> _WHAT IS REQUIRED_
After reading the data below, copy out every line that contains the word "orientation".

> _WORKING DATA_
//! Dead-reckoning pose estimation.
//!
//! Integrates the instructions the controller sends into a continuous pose
//! between authoritative map updates, so the robot indicator keeps moving
//! at display rate. The estimator tracks the robot center; the sensor sits
//! a fixed distance ahead of it along the forward axis `(-sin θ, cos θ)`,
//! and the sensor pose is what map records report and compare against.

use crate::config::RobotGeometry;
use crate::core::{Point2D, Pose2D};
use crate::motion::instruction::Instruction;

/// Wheel-speed difference below which a combine integrates as pure
/// straight-line motion (the turn radius diverges).
const STRAIGHT_EPSILON: f32 = 1e-6;

/// Integrates drive instructions into a center pose.
#[derive(Debug, Clone)]
pub struct PoseEstimator {
    pose: Pose2D,
    geometry: RobotGeometry,
}

impl PoseEstimator {
    /// New estimator with the sensor at local origin, heading zero.
    pub fn new(geometry: RobotGeometry) -> Self {
        let mut estimator = Self {
            pose: Pose2D::identity(),
            geometry,
        };
        estimator.restart();
        estimator
    }

    /// Reset to session start: sensor at (0, 0), heading zero.
    pub fn restart(&mut self) {
        self.pose = Pose2D::identity();
        let center = Point2D::ZERO - self.pose.forward() * self.geometry.sensor_offset;
        self.pose.x = center.x;
        self.pose.y = center.y;
    }

    /// Current center pose.
    pub fn pose(&self) -> Pose2D {
        self.pose
    }

    /// Pose of the sensor reference point.
    pub fn sensor_pose(&self) -> Pose2D {
        let sensor = self.pose.position() + self.pose.forward() * self.geometry.sensor_offset;
        Pose2D::new(sensor.x, sensor.y, self.pose.theta)
    }

    /// Adopt an authoritative sensor pose reported by the robot.
    pub fn set_sensor_pose(&mut self, sensor: Point2D, orientation: f32) {
        self.pose.theta = orientation;
        let center = sensor - self.pose.forward() * self.geometry.sensor_offset;
        self.pose.x = center.x;
        self.pose.y = center.y;
    }

    /// Integrate one instruction held for `dt` seconds.
    pub fn apply(&mut self, instruction: &Instruction, dt: f32) {
        match *instruction {
            Instruction::Nothing => {}
            Instruction::Forward(_) | Instruction::Backward(_) => {
                self.advance_straight(instruction.forward_speed(), dt);
            }
            Instruction::Left(_) | Instruction::Right(_) => {
                self.pose.theta -= instruction.right_angular_speed().to_radians() * dt;
            }
            Instruction::Combine(w1, w2) => {
                if (w1 - w2).abs() < STRAIGHT_EPSILON {
                    // Equal wheel speeds: the arc degenerates to a line.
                    self.advance_straight((w1 + w2) / 2.0, dt);
                } else {
                    self.advance_arc(w1, w2, dt);
                }
            }
        }
    }

    fn advance_straight(&mut self, speed: f32, dt: f32) {
        let step = self.pose.forward() * (speed * dt);
        self.pose.x += step.x;
        self.pose.y += step.y;
    }

    fn advance_arc(&mut self, w1: f32, w2: f32, dt: f32) {
        let theta = self.pose.theta;
        let r = (self.geometry.wheel_base / 2.0) * (w1 + w2) / (w1 - w2);
        let delta = -dt * (w1 + w2) / (2.0 * r);
        self.pose.x += r * theta.cos() - r * (theta + delta).cos();
        self.pose.y += r * theta.sin() - r * (theta + delta).sin();
        self.pose.theta += delta;
    }
}

#[cfg(test)]
mod tests {
    use super::*;
    use approx::assert_relative_eq;

    fn estimator() -> PoseEstimator {
        PoseEstimator::new(RobotGeometry::default())
    }

    #[test]
    fn restart_places_sensor_at_origin() {
        let est = estimator();
        let sensor = est.sensor_pose();
        assert_relative_eq!(sensor.x, 0.0, epsilon = 1e-6);
        assert_relative_eq!(sensor.y, 0.0, epsilon = 1e-6);
        assert_relative_eq!(est.pose().y, -7.3, epsilon = 1e-6);
    }

    #[test]
    fn zero_duration_leaves_pose_unchanged() {
        let mut est = estimator();
        let before = est.pose();
        est.apply(&Instruction::Forward(10.0), 0.0);
        est.apply(&Instruction::Right(90.0), 0.0);
        est.apply(&Instruction::Combine(4.0, 2.0), 0.0);
        assert_eq!(est.pose(), before);
    }

    #[test]
    fn forward_at_zero_heading_moves_plus_y() {
        let mut est = estimator();
        let start = est.pose();
        est.apply(&Instruction::Forward(2.0), 1.5);
        assert_relative_eq!(est.pose().x, start.x, epsilon = 1e-6);
        assert_relative_eq!(est.pose().y, start.y + 3.0, epsilon = 1e-5);
        assert_relative_eq!(est.pose().theta, 0.0);
    }

    #[test]
    fn turn_changes_heading_only() {
        let mut est = estimator();
        let start = est.pose();
        est.apply(&Instruction::Right(90.0), 1.0);
        assert_relative_eq!(est.pose().x, start.x);
        assert_relative_eq!(est.pose().y, start.y);
        assert_relative_eq!(est.pose().theta, -std::f32::consts::FRAC_PI_2, epsilon = 1e-5);
    }

    #[test]
    fn equal_wheel_combine_matches_forward() {
        let mut arc = estimator();
        let mut straight = estimator();
        arc.apply(&Instruction::Combine(3.0, 3.0), 2.0);
        straight.apply(&Instruction::Forward(3.0), 2.0);
        assert_relative_eq!(arc.pose().x, straight.pose().x, epsilon = 1e-5);
        assert_relative_eq!(arc.pose().y, straight.pose().y, epsilon = 1e-5);
        assert_relative_eq!(arc.pose().theta, straight.pose().theta);
    }

    #[test]
    fn combine_arc_turns_and_advances() {
        let mut est = estimator();
        let start = est.pose();
        est.apply(&Instruction::Combine(4.0, 2.0), 0.5);
        let pose = est.pose();
        assert!(pose.theta < 0.0, "faster wheel 1 turns clockwise");
        assert!((pose.x - start.x).abs() + (pose.y - start.y).abs() > 0.0);
    }

    #[test]
    fn authoritative_pose_override() {
        let mut est = estimator();
        est.apply(&Instruction::Forward(5.0), 1.0);
        est.set_sensor_pose(Point2D::new(2.0, 3.0), 0.0);
        let sensor = est.sensor_pose();
        assert_relative_eq!(sensor.x, 2.0, epsilon = 1e-5);
        assert_relative_eq!(sensor.y, 3.0, epsilon = 1e-5);
    }
}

> _OUTPUT BELOW_
    pub fn set_sensor_pose(&mut self, sensor: Point2D, orientation: f32) {
        self.pose.theta = orientation;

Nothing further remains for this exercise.